Pressure-Dependent Ion Rejection in Nanopores

It is generally considered that ion rejection of a desalination membrane is independent of the operation pressure drops (Delta Ps), which is typically not higher than 10 MPa. However, this may not be true for pressures as high as hundreds of megapascals usually used in simulations. Therefore, simulation results of high Delta Ps cannot be directly used to predict real-world ion rejections, which is often overlooked. Herein, we investigate the ion rejection of carbon nanotube membranes in a large scale of Delta Ps via nonequilibrium molecular dynamics simulations. With effective pressure drops (Delta P-e's) increased from 2.85 to 996 MPa, the ion rejection drops from 100% to nearly zero. Rather than directly investigating the rejection, the relationships of ion and water fluxes with Delta Ps are separately investigated.

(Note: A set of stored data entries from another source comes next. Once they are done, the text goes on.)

//! Boundary behavior of the HTTP surface: requests that must fail do so
//! with the right status before any crawl is attempted.

use axum::{
    body::Body,
    http::{Request, StatusCode},
    Router,
};
use chrono::Utc;
use tower::ServiceExt;

use crate::{
    config::{
        FetchSettings, SectionSettings, ServerSettings, Settings, SourceSettings, TokenSettings,
    },
    routes,
    Ctx,
};

fn test_settings() -> Settings {
    Settings {
        server: ServerSettings {
            host: "127.0.0.1".to_string(),
            port: 0,
            public_url: "http://localhost:5000".to_string(),
        },
        source: SourceSettings {
            // Unroutable on purpose: these tests must not touch the network.
            base_url: "http://127.0.0.1:9".to_string(),
            user_agent: "ghostvault-test".to_string(),
            releases: SectionSettings {
                slug: "em-lancamento".to_string(),
                pages: 1,
            },
            updated: SectionSettings {
                slug: "animes-atualizados".to_string(),
                pages: 1,
            },
        },
        fetch: FetchSettings {
            attempts: 1,
            timeout_secs: 1,
            courtesy_delay_ms: 0,
            retry_delay_ms: 0,
            page_concurrency: 2,
            thumb_concurrency: 1,
        },
        token: TokenSettings {
            secret: "test-secret".to_string(),
            ttl_secs: 600,
        },
    }
}

fn app() -> (Router, Ctx) {
    let ctx = Ctx::new(test_settings());
    let router = Router::new().merge(routes::mount()).with_state(ctx.clone());
    (router, ctx)
}

async fn get(router: Router, uri: &str) -> (StatusCode, String) {
    let response = router
        .oneshot(Request::builder().uri(uri).body(Body::empty()).unwrap())
        .await
        .unwrap();

    let status = response.status();
    let body = axum::body::to_bytes(response.into_body(), usize::MAX)
        .await
        .unwrap();

    (status, String::from_utf8(body.to_vec()).unwrap())
}

#[tokio::test]
async fn echo_reports_online() {
    let (router, _) = app();
    let (status, body) = get(router, "/echo").await;

    assert_eq!(status, StatusCode::OK);
    assert_eq!(body, r#"{"ghost":"online"}"#);
}

#[tokio::test]
async fn snapshots_start_as_empty_lists() {
    let (router, _) = app();

    let (status, body) = get(router.clone(), "/Releases").await;
    assert_eq!(status, StatusCode::OK);
    assert_eq!(body, "[]");

    let (status, body) = get(router, "/updated").await;
    assert_eq!(status, StatusCode::OK);
    assert_eq!(body, "[]");
}

#[tokio::test]
async fn vault_without_id_is_bad_request() {
    let (router, _) = app();
    let (status, body) = get(router, "/vault").await;

    assert_eq!(status, StatusCode::BAD_REQUEST);
    assert!(body.contains("missing 'id' parameter"));
}

#[tokio::test]
async fn vault_unknown_id_is_not_found() {
    let (router, _) = app();
    let (status, body) = get(router, "/vault?id=999").await;

    assert_eq!(status, StatusCode::NOT_FOUND);
    assert!(body.contains("unknown catalog id"));
}

#[tokio::test]
async fn phantom_rejects_expired_token() {
    let (router, ctx) = app();
    let token = ctx
        .tokens
        .issue_at("Alpha", "http://127.0.0.1:9/ep/1", Utc::now().timestamp() - 601);

    let (status, body) = get(router, &format!("/phantom/{token}")).await;

    assert_eq!(status, StatusCode::FORBIDDEN);
    assert!(body.contains("expired"));
}

#[tokio::test]
async fn phantom_rejects_garbage_token() {
    let (router, _) = app();
    let (status, _) = get(router, "/phantom/definitely-not-a-token").await;

    assert_eq!(status, StatusCode::FORBIDDEN);
}
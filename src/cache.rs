use crate::config::SectionSettings;
use crate::scraper::{CatalogEntry, CatalogScraper};
use parking_lot::RwLock;
use std::sync::Arc;
use tracing::info;

/// Process-wide holder of the two catalog snapshots. Readers clone an Arc
/// and always observe one complete generation; a refresh builds the
/// replacement off to the side and publishes it with a single swap.
pub struct CatalogCache {
    releases: RwLock<Arc<Vec<CatalogEntry>>>,
    updated: RwLock<Arc<Vec<CatalogEntry>>>,
    refresh_gate: tokio::sync::Mutex<()>,
}

impl CatalogCache {
    pub fn new() -> Self {
        Self {
            releases: RwLock::new(Arc::new(Vec::new())),
            updated: RwLock::new(Arc::new(Vec::new())),
            refresh_gate: tokio::sync::Mutex::new(()),
        }
    }

    pub fn releases(&self) -> Arc<Vec<CatalogEntry>> {
        self.releases.read().clone()
    }

    pub fn updated(&self) -> Arc<Vec<CatalogEntry>> {
        self.updated.read().clone()
    }

    /// Look an entry up by display id, releases first. Ids repeat across
    /// sections, so the lookup order is part of the contract.
    pub fn find(&self, id: u32) -> Option<CatalogEntry> {
        let releases = self.releases();
        let updated = self.updated();

        releases
            .iter()
            .chain(updated.iter())
            .find(|entry| entry.id == id)
            .cloned()
    }

    /// Crawl both sections and swap the snapshots in. At most one refresh
    /// runs at a time; readers are never blocked while it does.
    pub async fn refresh(
        &self,
        scraper: &CatalogScraper,
        releases: &SectionSettings,
        updated: &SectionSettings,
    ) {
        let _running = self.refresh_gate.lock().await;

        let snapshot = scraper.scrape_section(&releases.slug, releases.pages).await;
        info!("Releases snapshot ready: {} entries", snapshot.len());
        *self.releases.write() = Arc::new(snapshot);

        let snapshot = scraper.scrape_section(&updated.slug, updated.pages).await;
        info!("Updated snapshot ready: {} entries", snapshot.len());
        *self.updated.write() = Arc::new(snapshot);
    }
}

impl Default for CatalogCache {
    fn default() -> Self {
        Self::new()
    }
}

#[cfg(test)]
mod tests {
    use super::*;

    fn entry(id: u32, title: &str) -> CatalogEntry {
        CatalogEntry {
            id,
            title: title.to_string(),
            url: format!("https://site/animes/{title}"),
            image: String::new(),
        }
    }

    #[test]
    fn starts_empty() {
        let cache = CatalogCache::new();

        assert!(cache.releases().is_empty());
        assert!(cache.updated().is_empty());
        assert!(cache.find(1).is_none());
    }

    #[test]
    fn find_prefers_releases_section() {
        let cache = CatalogCache::new();
        *cache.releases.write() = Arc::new(vec![entry(1, "alpha")]);
        *cache.updated.write() = Arc::new(vec![entry(1, "beta"), entry(2, "gamma")]);

        assert_eq!(cache.find(1).unwrap().title, "alpha");
        assert_eq!(cache.find(2).unwrap().title, "gamma");
        assert!(cache.find(3).is_none());
    }

    #[test]
    fn readers_keep_their_snapshot_across_a_swap() {
        let cache = CatalogCache::new();
        *cache.releases.write() = Arc::new(vec![entry(1, "alpha")]);

        let before = cache.releases();
        *cache.releases.write() = Arc::new(vec![entry(1, "beta"), entry(2, "gamma")]);

        assert_eq!(before.len(), 1);
        assert_eq!(before[0].title, "alpha");
        assert_eq!(cache.releases().len(), 2);
    }
}
use crate::scraper::{Result, ScrapeError};
use reqwest::Client;
use serde::de::DeserializeOwned;
use std::time::Duration;

/// HTTP client wrapper for the metadata API.
#[derive(Clone)]
pub struct HttpClient {
    client: Client,
    base_url: String,
}

impl HttpClient {
    pub fn new(base_url: impl Into<String>, timeout: Duration) -> Self {
        let client = Client::builder()
            .user_agent(concat!("ghostvault/", env!("CARGO_PKG_VERSION")))
            .timeout(timeout)
            .build()
            .expect("Failed to build HTTP client");

        Self {
            client,
            base_url: base_url.into(),
        }
    }

    /// Execute POST request with JSON body and parse the JSON response.
    pub async fn post_json<T: DeserializeOwned, B: serde::Serialize>(&self, body: &B) -> Result<T> {
        let response = self
            .client
            .post(&self.base_url)
            .header("Accept", "application/json")
            .json(body)
            .send()
            .await
            .map_err(ScrapeError::Network)?;

        let status = response.status();
        if !status.is_success() {
            return Err(ScrapeError::Http {
                status: status.as_u16(),
                url: self.base_url.clone(),
            });
        }

        response
            .json::<T>()
            .await
            .map_err(|e| ScrapeError::Parse(format!("JSON parse error: {e}")))
    }
}
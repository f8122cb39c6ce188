//! Fixed-delay retry for RPC propagation lag.
//!
//! Freshly created accounts take a few seconds to become visible on the RPC
//! node the client reads from. Reads right after a write are retried on a
//! linear schedule.

use std::future::Future;
use std::time::Duration;

/// How often and how long to retry.
#[derive(Debug, Clone, Copy, PartialEq, Eq)]
pub struct RetryPolicy {
    /// Total attempts, including the first. Zero behaves like one.
    pub attempts: u32,
    /// Pause between attempts.
    pub delay: Duration,
}

impl RetryPolicy {
    /// Confirming collection metadata after creating the collection NFT.
    pub const COLLECTION_METADATA: Self = Self::new(5, Duration::from_secs(3));

    /// Fetching a candy machine account.
    pub const CANDY_MACHINE_FETCH: Self = Self::new(10, Duration::from_secs(3));

    /// Create a policy.
    #[must_use]
    pub const fn new(attempts: u32, delay: Duration) -> Self {
        Self { attempts, delay }
    }

    /// Single attempt, no waiting.
    #[must_use]
    pub const fn none() -> Self {
        Self::new(1, Duration::ZERO)
    }
}

impl Default for RetryPolicy {
    fn default() -> Self {
        Self::CANDY_MACHINE_FETCH
    }
}

/// Run `op` until it succeeds, fails with a non-retryable error, or the
/// policy runs out of attempts.
///
/// The error of the last attempt is returned as-is.
///
/// # Errors
///
/// Returns the first non-retryable error, or the last retryable one.
pub async fn retry_if<T, E, F, Fut, P>(
    policy: RetryPolicy,
    mut op: F,
    is_retryable: P,
) -> Result<T, E>
where
    F: FnMut() -> Fut,
    Fut: Future<Output = Result<T, E>>,
    P: Fn(&E) -> bool,
    E: std::fmt::Display,
{
    let attempts = policy.attempts.max(1);
    let mut attempt = 1;

    loop {
        match op().await {
            Ok(value) => return Ok(value),
            Err(err) if attempt < attempts && is_retryable(&err) => {
                tracing::debug!(
                    attempt,
                    attempts,
                    delay_ms = u64::try_from(policy.delay.as_millis()).unwrap_or(u64::MAX),
                    error = %err,
                    "Retrying after transient error"
                );
                tokio::time::sleep(policy.delay).await;
                attempt += 1;
            }
            Err(err) => return Err(err),
        }
    }
}

#[cfg(test)]
mod tests {
    use super::*;
    use std::sync::atomic::{AtomicU32, Ordering};

    #[derive(Debug, PartialEq)]
    enum TestError {
        Missing,
        Fatal,
    }

    impl std::fmt::Display for TestError {
        fn fmt(&self, f: &mut std::fmt::Formatter<'_>) -> std::fmt::Result {
            write!(f, "{self:?}")
        }
    }

    fn retryable(err: &TestError) -> bool {
        *err == TestError::Missing
    }

    #[tokio::test(start_paused = true)]
    async fn succeeds_after_transient_failures() {
        let calls = &AtomicU32::new(0);

        let result = retry_if(
            RetryPolicy::new(5, Duration::from_secs(3)),
            move || async move {
                if calls.fetch_add(1, Ordering::SeqCst) < 2 {
                    Err(TestError::Missing)
                } else {
                    Ok(42)
                }
            },
            retryable,
        )
        .await;

        assert_eq!(result, Ok(42));
        assert_eq!(calls.load(Ordering::SeqCst), 3);
    }

    #[tokio::test(start_paused = true)]
    async fn stops_after_policy_attempts() {
        let calls = &AtomicU32::new(0);
        let start = tokio::time::Instant::now();

        let result: Result<(), _> = retry_if(
            RetryPolicy::COLLECTION_METADATA,
            move || async move {
                calls.fetch_add(1, Ordering::SeqCst);
                Err(TestError::Missing)
            },
            retryable,
        )
        .await;

        assert_eq!(result, Err(TestError::Missing));
        assert_eq!(calls.load(Ordering::SeqCst), 5);
        // Four pauses between five attempts
        let elapsed = start.elapsed();
        assert!(elapsed >= Duration::from_secs(12) && elapsed < Duration::from_secs(13));
    }

    #[tokio::test(start_paused = true)]
    async fn non_retryable_error_propagates_immediately() {
        let calls = &AtomicU32::new(0);

        let result: Result<(), _> = retry_if(
            RetryPolicy::CANDY_MACHINE_FETCH,
            move || async move {
                calls.fetch_add(1, Ordering::SeqCst);
                Err(TestError::Fatal)
            },
            retryable,
        )
        .await;

        assert_eq!(result, Err(TestError::Fatal));
        assert_eq!(calls.load(Ordering::SeqCst), 1);
    }

    #[tokio::test]
    async fn zero_attempts_still_runs_once() {
        let calls = &AtomicU32::new(0);

        let result: Result<(), _> = retry_if(
            RetryPolicy::new(0, Duration::ZERO),
            move || async move {
                calls.fetch_add(1, Ordering::SeqCst);
                Err(TestError::Missing)
            },
            retryable,
        )
        .await;

        assert!(result.is_err());
        assert_eq!(calls.load(Ordering::SeqCst), 1);
    }
}
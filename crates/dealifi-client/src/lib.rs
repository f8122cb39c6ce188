//! Client SDK for Dealifi.
//!
//! - [`DealifiClient`]: REST client for the mirror backend
//! - [`RpcClient`]: Solana JSON-RPC reads
//! - [`DasClient`] and [`AssetTracker`]: DAS indexer queries
//! - [`CandyMachineManager`]: create, load and mint from candy machines over
//!   any [`CandyMachineProgram`] implementation
//!
//! # Example
//!
//! ```no_run
//! use dealifi_client::DealifiClient;
//!
//! # async fn example() -> Result<(), dealifi_client::ClientError> {
//! let client = DealifiClient::new("http://localhost:4000")?;
//!
//! for merchant in client.list_merchants().await? {
//!     println!("{} has {} candy machines", merchant.merchant_address, merchant.candy_machines.len());
//! }
//! # Ok(())
//! # }
//! ```

#![forbid(unsafe_code)]
#![warn(missing_docs)]
#![warn(clippy::all)]
#![warn(clippy::pedantic)]

mod client;
pub mod das;
mod error;
pub mod manager;
pub mod program;
pub mod retry;
pub mod rpc;
mod types;

pub use client::{ClientOptions, DealifiClient};
pub use das::{AssetTracker, DasClient};
pub use error::ClientError;
pub use manager::{CandyMachineManager, CreatedCandyMachine};
pub use program::{CandyMachineProgram, ProgramError};
pub use retry::RetryPolicy;
pub use rpc::RpcClient;
pub use types::*;

// Re-export core types for convenience
pub use dealifi_core::{
    CandyItem, CandyMachineConfig, CandyMachineRecord, GuardConfig, Merchant, MintedRecord,
    WalletAddress,
};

With rising Delta P(e)s, the water flux increases linearly, while the ion flux undergoes a two-stage increase: first, an exponential increase at Delta P-e <= 53.4 MPa and then a linear increase. An equation describing the Delta P-e-dependent ion rejection is then developed based on these observations. Moreover, the rejection mechanism is also discovered, which indicates that the enhanced input energy makes ions easier to overcome the energy barrier rather than the molecular-configurational reasons. These findings are expected to fill the big gaps between simulations and experiments and may also be helpful for the rational design of the next-generation desalination membranes.